───── DATA LISTING

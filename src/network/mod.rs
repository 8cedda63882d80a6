//! Network module.
//!
//! Contains the Gateway (TCP listener), Connection handler and request
//! dispatch, the typed client, and the peer transports used for fan-out.

mod client;
mod connection;
mod gateway;
mod local;
mod transport;

pub use client::{DEFAULT_CALL_TIMEOUT, DynamoClient};
pub use connection::{Connection, dispatch};
pub use gateway::Gateway;
pub use local::LocalTransport;
pub use transport::{PeerTransport, TcpTransport};
//! Merging of version sets.
//!
//! [`reconcile`] collapses two antichains of versions into the minimal
//! antichain covering both, and reports how much of the incoming side was
//! new. Callers treat a zero count as "nothing happened": a Put is rejected
//! as stale and a replication or gossip push leaves the store untouched.

use crate::entry::{ObjectEntry, VersionSet};

/// Outcome of a [`reconcile`] call.
#[derive(Debug, Clone, PartialEq, Eq)]
pub struct Reconciled {
    /// The merged, pairwise-concurrent version set.
    pub versions: VersionSet,
    /// Number of entries from the incoming side that survived the merge.
    pub new_count: usize,
}

impl Reconciled {
    /// True if the incoming side contributed at least one version.
    #[must_use]
    pub fn changed(&self) -> bool {
        self.new_count > 0
    }
}

/// Merge `incoming` into `existing`.
///
/// An existing entry survives unless an incoming entry strictly dominates it.
/// An incoming entry survives unless an existing entry dominates or equals it.
/// An exact duplicate is therefore kept from `existing` and never counted.
/// Existing survivors come first, in their original order, followed by the
/// incoming survivors.
#[must_use]
pub fn reconcile(existing: &[ObjectEntry], incoming: &[ObjectEntry]) -> Reconciled {
    let mut versions: VersionSet = existing
        .iter()
        .filter(|e| !incoming.iter().any(|i| e.clock().less_than(i.clock())))
        .cloned()
        .collect();

    let before = versions.len();
    versions.extend(
        incoming
            .iter()
            .filter(|i| {
                !existing
                    .iter()
                    .any(|e| i.clock().less_than(e.clock()) || i.clock().equals(e.clock()))
            })
            .cloned(),
    );
    let new_count = versions.len() - before;

    Reconciled {
        versions,
        new_count,
    }
}

#[cfg(test)]
mod tests {
    use super::*;
    use crate::clock::VectorClock;
    use crate::entry::Context;
    use proptest::prelude::*;

    fn entry(pairs: &[(&str, u64)], value: &str) -> ObjectEntry {
        ObjectEntry::new(
            Context::new(VectorClock::preset(pairs.iter().map(|(id, c)| (*id, *c)))),
            value,
        )
    }

    #[test]
    fn test_collapse_mixed_lists() {
        let o1 = entry(&[("x", 2), ("y", 2)], "o1");
        let o2 = entry(&[("x", 2), ("y", 1), ("z", 1)], "o2");
        let o3 = entry(&[("x", 1), ("y", 1), ("z", 1)], "o3");
        let o4 = entry(&[("x", 3), ("y", 3)], "o4");

        let merged = reconcile(&[o1, o2.clone()], &[o3, o4.clone()]);
        assert_eq!(merged.versions, vec![o2, o4]);
        assert_eq!(merged.new_count, 1);
    }

    #[test]
    fn test_self_merge_adds_nothing() {
        let set = vec![entry(&[("a", 1)], "a"), entry(&[("b", 1)], "b")];
        let merged = reconcile(&set, &set);
        assert_eq!(merged.versions, set);
        assert_eq!(merged.new_count, 0);
        assert!(!merged.changed());
    }

    #[test]
    fn test_merge_is_idempotent() {
        let a = vec![entry(&[("a", 2)], "a2"), entry(&[("b", 1)], "b1")];
        let b = vec![entry(&[("a", 3)], "a3"), entry(&[("c", 1)], "c1")];
        let once = reconcile(&a, &b);
        let twice = reconcile(&once.versions, &b);
        assert_eq!(twice.new_count, 0);
        assert_eq!(twice.versions, once.versions);
    }

    #[test]
    fn test_empty_existing_accepts_everything() {
        let incoming = vec![entry(&[("a", 1)], "v")];
        let merged = reconcile(&[], &incoming);
        assert_eq!(merged.versions, incoming);
        assert_eq!(merged.new_count, 1);
    }

    #[test]
    fn test_dominated_incoming_is_dropped() {
        let existing = vec![entry(&[("a", 2)], "new")];
        let merged = reconcile(&existing, &[entry(&[("a", 1)], "old")]);
        assert_eq!(merged.versions, existing);
        assert_eq!(merged.new_count, 0);
    }

    #[test]
    fn test_duplicate_survives_from_existing_side() {
        // Same clock, different payloads: existing wins the slot.
        let existing = vec![entry(&[("a", 1)], "mine")];
        let merged = reconcile(&existing, &[entry(&[("a", 1)], "theirs")]);
        assert_eq!(merged.versions, existing);
        assert_eq!(merged.new_count, 0);
    }

    #[test]
    fn test_concurrent_versions_are_both_kept() {
        let a = entry(&[("a", 1)], "a");
        let b = entry(&[("b", 1)], "b");
        let merged = reconcile(&[a.clone()], &[b.clone()]);
        assert_eq!(merged.versions, vec![a, b]);
        assert_eq!(merged.new_count, 1);
    }

    #[test]
    fn test_result_is_an_antichain() {
        let existing = vec![entry(&[("a", 1), ("b", 2)], "1"), entry(&[("c", 4)], "2")];
        let incoming = vec![entry(&[("a", 2), ("b", 2)], "3"), entry(&[("c", 1)], "4")];
        let merged = reconcile(&existing, &incoming);
        for (i, x) in merged.versions.iter().enumerate() {
            for (j, y) in merged.versions.iter().enumerate() {
                if i != j {
                    assert!(x.clock().concurrent(y.clock()), "{x} vs {y}");
                }
            }
        }
        assert_eq!(merged.versions.len(), 2);
    }

    fn assert_antichain(versions: &[ObjectEntry]) {
        for (i, x) in versions.iter().enumerate() {
            for y in &versions[i + 1..] {
                assert!(x.clock().concurrent(y.clock()), "{x} vs {y}");
            }
        }
    }

    /// Version sets as a store holds them: built one write at a time, so
    /// always pairwise concurrent.
    fn arb_version_set() -> impl Strategy<Value = VersionSet> {
        let clock = prop::collection::btree_map("[a-c]", 0u64..4, 0..4).prop_map(VectorClock::from);
        prop::collection::vec((clock, "[a-z]{1,3}"), 0..6).prop_map(|writes| {
            writes.into_iter().fold(Vec::new(), |set, (clock, value)| {
                reconcile(&set, &[ObjectEntry::new(Context::new(clock), value)]).versions
            })
        })
    }

    proptest! {
        #[test]
        fn prop_self_merge_is_identity(set in arb_version_set()) {
            let merged = reconcile(&set, &set);
            prop_assert_eq!(merged.new_count, 0);
            prop_assert_eq!(merged.versions, set);
        }

        #[test]
        fn prop_merge_is_idempotent(a in arb_version_set(), b in arb_version_set()) {
            let once = reconcile(&a, &b);
            let twice = reconcile(&once.versions, &b);
            prop_assert_eq!(twice.new_count, 0);
            prop_assert_eq!(twice.versions, once.versions);
        }

        #[test]
        fn prop_merge_yields_antichain(a in arb_version_set(), b in arb_version_set()) {
            let merged = reconcile(&a, &b);
            assert_antichain(&merged.versions);
            prop_assert!(merged.new_count <= b.len());
            prop_assert_eq!(merged.versions.len() - merged.new_count, {
                a.iter()
                    .filter(|e| !b.iter().any(|i| e.clock().less_than(i.clock())))
                    .count()
            });
        }

        #[test]
        fn prop_merge_keeps_every_maximal_clock(a in arb_version_set(), b in arb_version_set()) {
            let merged = reconcile(&a, &b);
            for entry in a.iter().chain(&b) {
                prop_assert!(
                    merged.versions.iter().any(|m| {
                        m.clock().equals(entry.clock()) || entry.clock().less_than(m.clock())
                    }),
                    "{} was lost",
                    entry
                );
            }
        }
    }
}
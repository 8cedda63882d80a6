//! Fault injection: a node can be made unavailable for a while.
//!
//! The flag lives behind its own mutex, separate from the store lock, and
//! is held only to check or flip it. Recovery is a Tokio task owned by the
//! crash state: it sleeps without holding the lock, and a generation number
//! keeps a stale timer from clearing a later crash. Dropping the state
//! aborts any pending timer.

use crate::error::{NodeError, NodeResult};
use chrono::{DateTime, Utc};
use parking_lot::Mutex;
use std::sync::{Arc, Weak};
use std::time::Duration;
use tokio::task::JoinHandle;
use tracing::info;

#[derive(Debug, Default)]
struct CrashInner {
    crashed: bool,
    until: Option<DateTime<Utc>>,
    generation: u64,
    recovery: Option<JoinHandle<()>>,
}

#[derive(Debug, Default)]
pub struct CrashState {
    inner: Arc<Mutex<CrashInner>>,
}

impl CrashState {
    pub fn new() -> Self {
        Self::default()
    }

    pub fn is_crashed(&self) -> bool {
        self.inner.lock().crashed
    }

    /// Fail with [`NodeError::ServerCrash`] while crashed.
    pub fn ensure_available(&self) -> NodeResult<()> {
        if self.is_crashed() {
            Err(NodeError::ServerCrash)
        } else {
            Ok(())
        }
    }

    /// When the current crash is scheduled to end.
    pub fn crashed_until(&self) -> Option<DateTime<Utc>> {
        self.inner.lock().until
    }

    /// Become unavailable for `duration`.
    ///
    /// Crashes do not stack: calling this while crashed fails and leaves the
    /// running timer alone. Must be called from within a Tokio runtime.
    pub fn crash(&self, duration: Duration, node: &str) -> NodeResult<()> {
        let mut inner = self.inner.lock();
        if inner.crashed {
            return Err(NodeError::ServerCrash);
        }

        inner.crashed = true;
        inner.generation += 1;
        inner.until = chrono::Duration::from_std(duration)
            .ok()
            .and_then(|d| Utc::now().checked_add_signed(d));

        info!(
            node = %node,
            seconds = duration.as_secs(),
            until = ?inner.until,
            "Node crashed"
        );

        let state = Arc::downgrade(&self.inner);
        let generation = inner.generation;
        let node = node.to_string();
        inner.recovery = Some(tokio::spawn(async move {
            tokio::time::sleep(duration).await;
            recover(&state, generation, &node);
        }));
        Ok(())
    }
}

fn recover(state: &Weak<Mutex<CrashInner>>, generation: u64, node: &str) {
    let Some(state) = state.upgrade() else {
        return;
    };
    let mut inner = state.lock();
    if inner.generation == generation && inner.crashed {
        inner.crashed = false;
        inner.until = None;
        // Detaches this task's own handle.
        inner.recovery = None;
        info!(node = %node, "Node recovered from crash");
    }
}

impl Drop for CrashState {
    fn drop(&mut self) {
        if let Some(handle) = self.inner.lock().recovery.take() {
            handle.abort();
        }
    }
}

#[cfg(test)]
mod tests {
    use super::*;

    #[tokio::test(start_paused = true)]
    async fn test_crash_then_recover() {
        let state = CrashState::new();
        assert!(state.ensure_available().is_ok());

        state.crash(Duration::from_secs(2), "n1").unwrap();
        assert!(state.is_crashed());
        assert!(state.crashed_until().is_some());
        assert_eq!(state.ensure_available(), Err(NodeError::ServerCrash));

        tokio::time::sleep(Duration::from_millis(2100)).await;
        assert!(!state.is_crashed());
        assert!(state.crashed_until().is_none());
    }

    #[tokio::test(start_paused = true)]
    async fn test_crashes_do_not_stack() {
        let state = CrashState::new();
        state.crash(Duration::from_secs(2), "n1").unwrap();
        assert_eq!(
            state.crash(Duration::from_secs(60), "n1"),
            Err(NodeError::ServerCrash)
        );

        // The first timer still governs recovery.
        tokio::time::sleep(Duration::from_millis(2100)).await;
        assert!(!state.is_crashed());
    }

    #[tokio::test(start_paused = true)]
    async fn test_recrash_after_recovery_gets_fresh_timer() {
        let state = CrashState::new();
        state.crash(Duration::from_secs(1), "n1").unwrap();
        tokio::time::sleep(Duration::from_millis(1100)).await;

        state.crash(Duration::from_secs(5), "n1").unwrap();
        tokio::time::sleep(Duration::from_secs(2)).await;
        assert!(state.is_crashed());
        tokio::time::sleep(Duration::from_secs(4)).await;
        assert!(!state.is_crashed());
    }
}
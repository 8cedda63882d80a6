//! Cluster launcher.
//!
//! Builds one [`ReplicaNode`] per configured node (or just the one selected
//! on the command line), binds its RPC listener, installs its preference
//! list and starts the background tasks that keep it serving.

use crate::config::Config;
use crate::network::{Gateway, TcpTransport};
use crate::node::{Quorum, ReplicaNode};
use crate::telemetry::spans;
use anyhow::Context as _;
use std::sync::Arc;
use std::time::Duration;
use tokio::task::JoinHandle;
use tracing::{Instrument, debug, info, warn};

/// Running replicas and the tasks serving them.
pub struct ClusterHandle {
    nodes: Vec<Arc<ReplicaNode>>,
    tasks: Vec<JoinHandle<()>>,
}

impl ClusterHandle {
    pub fn nodes(&self) -> &[Arc<ReplicaNode>] {
        &self.nodes
    }

    pub fn node(&self, id: &str) -> Option<&Arc<ReplicaNode>> {
        self.nodes.iter().find(|n| n.node_id() == id)
    }

    /// Stop accepting connections and cancel periodic gossip.
    pub fn shutdown(self) {
        for task in &self.tasks {
            task.abort();
        }
        info!(nodes = self.nodes.len(), "Cluster stopped");
    }

    /// Wait until every serving task exits.
    pub async fn wait(self) {
        for task in self.tasks {
            let _ = task.await;
        }
    }
}

pub struct Cluster;

impl Cluster {
    /// Start the configured replicas.
    ///
    /// With `only = Some(id)` just that node runs in this process; its peers
    /// are expected to be running elsewhere. The node at ring position `i`
    /// gets the ring rotated `i` times as its preference list.
    pub async fn launch(config: &Config, only: Option<&str>) -> anyhow::Result<ClusterHandle> {
        let selected: Vec<usize> = match only {
            Some(id) => {
                let (index, _) = config
                    .node(id)
                    .with_context(|| format!("node '{id}' is not configured"))?;
                vec![index]
            }
            None => (0..config.nodes.len()).collect(),
        };

        let quorum = Quorum::new(config.cluster.write_quorum, config.cluster.read_quorum);
        let rpc_timeout = config.cluster.rpc_timeout();
        let transport = Arc::new(TcpTransport::new(rpc_timeout));

        let mut nodes = Vec::with_capacity(selected.len());
        let mut tasks = Vec::new();

        for index in selected {
            let node_config = &config.nodes[index];
            let node = Arc::new(
                ReplicaNode::new(
                    node_config.identity(),
                    node_config.id.clone(),
                    quorum,
                    transport.clone(),
                )
                .with_rpc_timeout(rpc_timeout),
            );
            node.send_preference_list(config.preference_list(index));

            let gateway = Gateway::bind(Arc::clone(&node))
                .await
                .with_context(|| format!("failed to bind {}", node_config.identity()))?;
            let span = spans::node(node.node_id(), &node.identity().endpoint());
            tasks.push(tokio::spawn(gateway.run().instrument(span)));

            if let Some(interval) = config.cluster.gossip_interval() {
                tasks.push(spawn_gossip_task(Arc::clone(&node), interval));
            }

            info!(
                node = %node.node_id(),
                endpoint = %node.identity(),
                write_quorum = quorum.write,
                read_quorum = quorum.read,
                "Replica started"
            );
            nodes.push(node);
        }

        Ok(ClusterHandle { nodes, tasks })
    }
}

/// Push the node's store to its peers every `interval`. Rounds are skipped
/// while the node is crashed.
pub fn spawn_gossip_task(node: Arc<ReplicaNode>, interval: Duration) -> JoinHandle<()> {
    tokio::spawn(async move {
        let mut ticker = tokio::time::interval(interval);
        ticker.set_missed_tick_behavior(tokio::time::MissedTickBehavior::Delay);
        // The first tick completes immediately.
        ticker.tick().await;
        loop {
            ticker.tick().await;
            if node.is_crashed() {
                debug!(node = %node.node_id(), "Skipping gossip round while crashed");
                continue;
            }
            if let Err(e) = node.gossip().await {
                warn!(node = %node.node_id(), error = %e, "Gossip round failed");
            }
        }
    })
}
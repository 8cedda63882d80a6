//! Configuration loading and management.
//!
//! This module is split into logical submodules:
//! - [`types`]: Config struct definitions and TOML loading
//! - [`validation`]: Startup checks that report every problem at once

mod types;
pub mod validation;

pub use types::{ClusterConfig, Config, ConfigError, MetricsConfig, NodeConfig};
pub use validation::{ValidationError, validate};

──────────

EXERCISE:
Print the records verbatim, stopping after the "into the minimal" line.

RESPONSE:
filename src/network/mod.rs
repository 8cedda63882d80a6
//! Network module.
//!
//! Contains the Gateway (TCP listener), Connection handler and request
//! dispatch, the typed client, and the peer transports used for fan-out.

mod client;
mod connection;
mod gateway;
mod local;
mod transport;

pub use client::{DEFAULT_CALL_TIMEOUT, DynamoClient};
pub use connection::{Connection, dispatch};
pub use gateway::Gateway;
pub use local::LocalTransport;
pub use transport::{PeerTransport, TcpTransport};
//! Merging of version sets.
//!
//! [`reconcile`] collapses two antichains of versions into the minimal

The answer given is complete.